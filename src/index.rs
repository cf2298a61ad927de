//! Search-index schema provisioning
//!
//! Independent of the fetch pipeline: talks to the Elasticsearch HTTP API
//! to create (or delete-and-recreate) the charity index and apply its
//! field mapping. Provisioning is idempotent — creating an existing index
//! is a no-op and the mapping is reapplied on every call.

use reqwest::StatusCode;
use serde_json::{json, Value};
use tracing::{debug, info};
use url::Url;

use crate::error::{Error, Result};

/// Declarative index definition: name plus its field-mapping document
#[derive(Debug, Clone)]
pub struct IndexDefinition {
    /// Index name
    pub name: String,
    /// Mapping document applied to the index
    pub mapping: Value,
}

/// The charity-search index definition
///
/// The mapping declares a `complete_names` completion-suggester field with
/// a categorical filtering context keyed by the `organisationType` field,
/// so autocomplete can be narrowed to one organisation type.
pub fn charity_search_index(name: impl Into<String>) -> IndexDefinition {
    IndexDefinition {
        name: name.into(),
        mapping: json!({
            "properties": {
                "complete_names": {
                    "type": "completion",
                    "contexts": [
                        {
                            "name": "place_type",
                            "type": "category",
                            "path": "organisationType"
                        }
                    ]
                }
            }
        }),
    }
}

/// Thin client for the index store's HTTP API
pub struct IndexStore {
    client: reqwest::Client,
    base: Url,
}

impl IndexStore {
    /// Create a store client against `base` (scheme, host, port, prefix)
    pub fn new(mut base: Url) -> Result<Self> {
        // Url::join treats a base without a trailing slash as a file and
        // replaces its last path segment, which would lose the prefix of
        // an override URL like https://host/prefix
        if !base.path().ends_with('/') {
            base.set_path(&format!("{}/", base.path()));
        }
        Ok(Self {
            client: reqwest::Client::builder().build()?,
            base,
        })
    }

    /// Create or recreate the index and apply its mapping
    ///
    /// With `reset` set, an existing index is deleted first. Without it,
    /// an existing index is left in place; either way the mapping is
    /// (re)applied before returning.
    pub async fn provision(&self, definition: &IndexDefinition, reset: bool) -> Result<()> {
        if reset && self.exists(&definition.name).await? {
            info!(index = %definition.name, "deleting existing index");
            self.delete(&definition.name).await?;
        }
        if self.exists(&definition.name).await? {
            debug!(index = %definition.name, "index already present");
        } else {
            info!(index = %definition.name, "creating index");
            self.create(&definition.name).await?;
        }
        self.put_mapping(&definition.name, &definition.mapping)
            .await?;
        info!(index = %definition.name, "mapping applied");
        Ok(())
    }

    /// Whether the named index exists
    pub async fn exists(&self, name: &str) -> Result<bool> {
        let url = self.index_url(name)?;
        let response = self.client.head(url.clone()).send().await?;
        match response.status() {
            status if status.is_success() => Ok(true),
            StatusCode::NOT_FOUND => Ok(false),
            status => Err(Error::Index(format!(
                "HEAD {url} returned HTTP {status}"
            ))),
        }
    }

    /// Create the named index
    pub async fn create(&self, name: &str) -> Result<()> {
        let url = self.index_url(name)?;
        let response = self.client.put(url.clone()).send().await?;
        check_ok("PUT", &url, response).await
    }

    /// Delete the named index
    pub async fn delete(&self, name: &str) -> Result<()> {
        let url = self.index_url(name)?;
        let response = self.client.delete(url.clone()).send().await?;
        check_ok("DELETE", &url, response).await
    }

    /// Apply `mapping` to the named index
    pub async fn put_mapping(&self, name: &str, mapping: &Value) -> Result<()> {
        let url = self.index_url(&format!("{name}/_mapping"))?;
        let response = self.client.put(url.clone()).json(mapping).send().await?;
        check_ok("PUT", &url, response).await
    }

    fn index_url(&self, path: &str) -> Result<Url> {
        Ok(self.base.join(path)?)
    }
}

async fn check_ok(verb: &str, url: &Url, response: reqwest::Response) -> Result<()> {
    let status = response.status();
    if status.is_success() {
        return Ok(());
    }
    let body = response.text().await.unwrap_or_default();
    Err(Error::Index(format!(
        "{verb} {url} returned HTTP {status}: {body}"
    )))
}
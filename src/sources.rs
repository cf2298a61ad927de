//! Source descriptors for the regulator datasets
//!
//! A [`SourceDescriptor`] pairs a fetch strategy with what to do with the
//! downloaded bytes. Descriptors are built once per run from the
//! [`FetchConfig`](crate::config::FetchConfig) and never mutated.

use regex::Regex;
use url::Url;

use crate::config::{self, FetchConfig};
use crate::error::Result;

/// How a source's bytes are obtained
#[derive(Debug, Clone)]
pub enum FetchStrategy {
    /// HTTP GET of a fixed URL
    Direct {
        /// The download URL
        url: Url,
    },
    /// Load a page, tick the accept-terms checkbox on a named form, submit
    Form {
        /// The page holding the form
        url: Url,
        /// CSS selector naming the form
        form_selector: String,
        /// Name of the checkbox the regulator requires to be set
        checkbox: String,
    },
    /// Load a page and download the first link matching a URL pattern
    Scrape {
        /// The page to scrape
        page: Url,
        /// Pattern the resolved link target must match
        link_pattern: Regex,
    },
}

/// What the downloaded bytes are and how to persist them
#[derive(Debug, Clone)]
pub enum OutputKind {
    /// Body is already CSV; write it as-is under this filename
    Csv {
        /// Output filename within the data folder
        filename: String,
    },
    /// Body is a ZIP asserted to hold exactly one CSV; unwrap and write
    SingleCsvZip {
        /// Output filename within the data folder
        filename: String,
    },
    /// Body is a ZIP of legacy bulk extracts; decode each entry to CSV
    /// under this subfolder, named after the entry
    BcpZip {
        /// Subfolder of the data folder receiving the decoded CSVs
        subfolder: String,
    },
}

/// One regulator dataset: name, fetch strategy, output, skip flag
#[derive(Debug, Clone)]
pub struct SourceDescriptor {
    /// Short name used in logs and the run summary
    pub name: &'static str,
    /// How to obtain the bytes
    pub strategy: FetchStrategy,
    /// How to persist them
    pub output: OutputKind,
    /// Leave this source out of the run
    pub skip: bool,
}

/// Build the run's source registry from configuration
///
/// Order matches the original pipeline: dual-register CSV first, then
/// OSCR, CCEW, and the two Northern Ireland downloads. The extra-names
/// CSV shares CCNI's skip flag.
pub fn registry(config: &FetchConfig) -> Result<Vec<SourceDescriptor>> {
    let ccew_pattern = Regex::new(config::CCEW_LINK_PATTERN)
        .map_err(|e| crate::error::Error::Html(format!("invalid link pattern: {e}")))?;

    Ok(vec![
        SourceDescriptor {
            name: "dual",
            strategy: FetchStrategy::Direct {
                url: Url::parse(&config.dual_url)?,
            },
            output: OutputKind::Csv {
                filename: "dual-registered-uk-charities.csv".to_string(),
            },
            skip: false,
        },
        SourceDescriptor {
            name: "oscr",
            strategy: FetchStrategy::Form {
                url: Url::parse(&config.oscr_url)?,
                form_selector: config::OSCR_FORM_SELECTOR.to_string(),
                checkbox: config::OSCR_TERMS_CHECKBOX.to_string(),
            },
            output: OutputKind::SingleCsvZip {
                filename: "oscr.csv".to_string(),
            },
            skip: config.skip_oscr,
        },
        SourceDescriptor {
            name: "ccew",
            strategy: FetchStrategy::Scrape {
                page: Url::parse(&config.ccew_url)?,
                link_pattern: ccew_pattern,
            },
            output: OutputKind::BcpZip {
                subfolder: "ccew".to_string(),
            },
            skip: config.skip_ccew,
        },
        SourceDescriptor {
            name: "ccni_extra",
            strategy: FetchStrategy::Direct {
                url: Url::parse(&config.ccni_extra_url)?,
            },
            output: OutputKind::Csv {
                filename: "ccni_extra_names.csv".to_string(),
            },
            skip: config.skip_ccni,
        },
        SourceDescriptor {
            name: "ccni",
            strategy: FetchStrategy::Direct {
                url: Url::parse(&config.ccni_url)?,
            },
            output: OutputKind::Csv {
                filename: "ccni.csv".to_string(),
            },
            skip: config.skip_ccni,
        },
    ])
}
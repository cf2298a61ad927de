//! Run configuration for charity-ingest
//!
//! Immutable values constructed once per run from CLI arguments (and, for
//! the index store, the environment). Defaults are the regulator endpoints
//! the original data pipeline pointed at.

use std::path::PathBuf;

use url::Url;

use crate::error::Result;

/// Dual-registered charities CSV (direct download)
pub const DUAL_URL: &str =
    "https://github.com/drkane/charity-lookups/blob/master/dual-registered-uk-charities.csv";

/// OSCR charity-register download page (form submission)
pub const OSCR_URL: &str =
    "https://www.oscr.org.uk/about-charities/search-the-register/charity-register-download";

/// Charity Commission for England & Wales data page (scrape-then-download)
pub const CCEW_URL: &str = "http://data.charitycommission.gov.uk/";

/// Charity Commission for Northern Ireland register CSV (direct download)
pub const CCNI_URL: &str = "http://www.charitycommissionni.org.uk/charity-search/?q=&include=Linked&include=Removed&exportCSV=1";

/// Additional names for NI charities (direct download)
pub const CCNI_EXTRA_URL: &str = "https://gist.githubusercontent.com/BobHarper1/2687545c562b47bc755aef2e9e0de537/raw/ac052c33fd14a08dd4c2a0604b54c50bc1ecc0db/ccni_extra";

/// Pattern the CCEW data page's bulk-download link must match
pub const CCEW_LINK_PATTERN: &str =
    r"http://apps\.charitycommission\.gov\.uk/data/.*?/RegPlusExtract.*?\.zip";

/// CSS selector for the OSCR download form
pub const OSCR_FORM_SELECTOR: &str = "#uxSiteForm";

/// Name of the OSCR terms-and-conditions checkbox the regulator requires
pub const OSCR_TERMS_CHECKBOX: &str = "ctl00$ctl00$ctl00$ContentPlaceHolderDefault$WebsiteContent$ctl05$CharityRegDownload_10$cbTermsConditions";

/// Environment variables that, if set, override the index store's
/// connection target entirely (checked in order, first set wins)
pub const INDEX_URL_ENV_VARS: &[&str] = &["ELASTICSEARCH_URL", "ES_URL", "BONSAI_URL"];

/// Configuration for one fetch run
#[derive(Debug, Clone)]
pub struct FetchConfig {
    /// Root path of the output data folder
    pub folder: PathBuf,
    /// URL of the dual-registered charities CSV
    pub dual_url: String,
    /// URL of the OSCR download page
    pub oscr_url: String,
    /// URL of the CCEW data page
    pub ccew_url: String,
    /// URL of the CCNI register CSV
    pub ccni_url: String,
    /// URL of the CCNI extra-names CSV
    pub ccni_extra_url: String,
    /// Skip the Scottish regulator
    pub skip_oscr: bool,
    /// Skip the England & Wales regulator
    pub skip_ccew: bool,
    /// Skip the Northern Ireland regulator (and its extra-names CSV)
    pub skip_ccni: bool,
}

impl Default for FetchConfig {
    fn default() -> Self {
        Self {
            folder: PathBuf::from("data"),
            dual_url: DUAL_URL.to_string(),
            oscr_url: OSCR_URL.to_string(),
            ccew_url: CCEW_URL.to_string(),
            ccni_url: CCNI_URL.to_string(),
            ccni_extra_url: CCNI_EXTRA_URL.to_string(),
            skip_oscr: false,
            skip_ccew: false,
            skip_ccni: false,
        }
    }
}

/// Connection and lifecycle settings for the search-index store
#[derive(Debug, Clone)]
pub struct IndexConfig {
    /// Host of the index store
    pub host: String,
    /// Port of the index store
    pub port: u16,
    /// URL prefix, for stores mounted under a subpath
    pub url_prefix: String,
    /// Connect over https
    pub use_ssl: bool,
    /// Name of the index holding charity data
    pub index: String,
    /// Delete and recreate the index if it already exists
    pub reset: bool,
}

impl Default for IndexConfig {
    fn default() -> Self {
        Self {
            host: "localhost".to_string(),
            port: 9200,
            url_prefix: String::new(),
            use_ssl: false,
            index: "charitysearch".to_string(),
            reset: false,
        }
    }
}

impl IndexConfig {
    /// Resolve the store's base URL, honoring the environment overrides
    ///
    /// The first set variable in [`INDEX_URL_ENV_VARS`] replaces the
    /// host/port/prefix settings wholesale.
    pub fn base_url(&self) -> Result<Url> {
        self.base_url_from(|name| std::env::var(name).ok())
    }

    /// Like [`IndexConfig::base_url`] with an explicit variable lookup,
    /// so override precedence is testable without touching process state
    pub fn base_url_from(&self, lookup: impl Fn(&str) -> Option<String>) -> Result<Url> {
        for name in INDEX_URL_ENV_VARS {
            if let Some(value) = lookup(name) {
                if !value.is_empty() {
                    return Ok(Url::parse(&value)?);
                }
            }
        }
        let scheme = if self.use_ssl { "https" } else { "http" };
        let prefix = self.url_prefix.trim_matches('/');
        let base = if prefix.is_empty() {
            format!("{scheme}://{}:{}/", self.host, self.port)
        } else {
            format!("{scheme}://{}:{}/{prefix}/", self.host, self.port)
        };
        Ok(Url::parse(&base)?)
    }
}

*-*-*

[Problem to work on] If a line in the data above contains "replaces", return that line.

[Answer to this problem]
        // replaces its last path segment, which would lose the prefix of
    /// The first set variable in [`INDEX_URL_ENV_VARS`] replaces the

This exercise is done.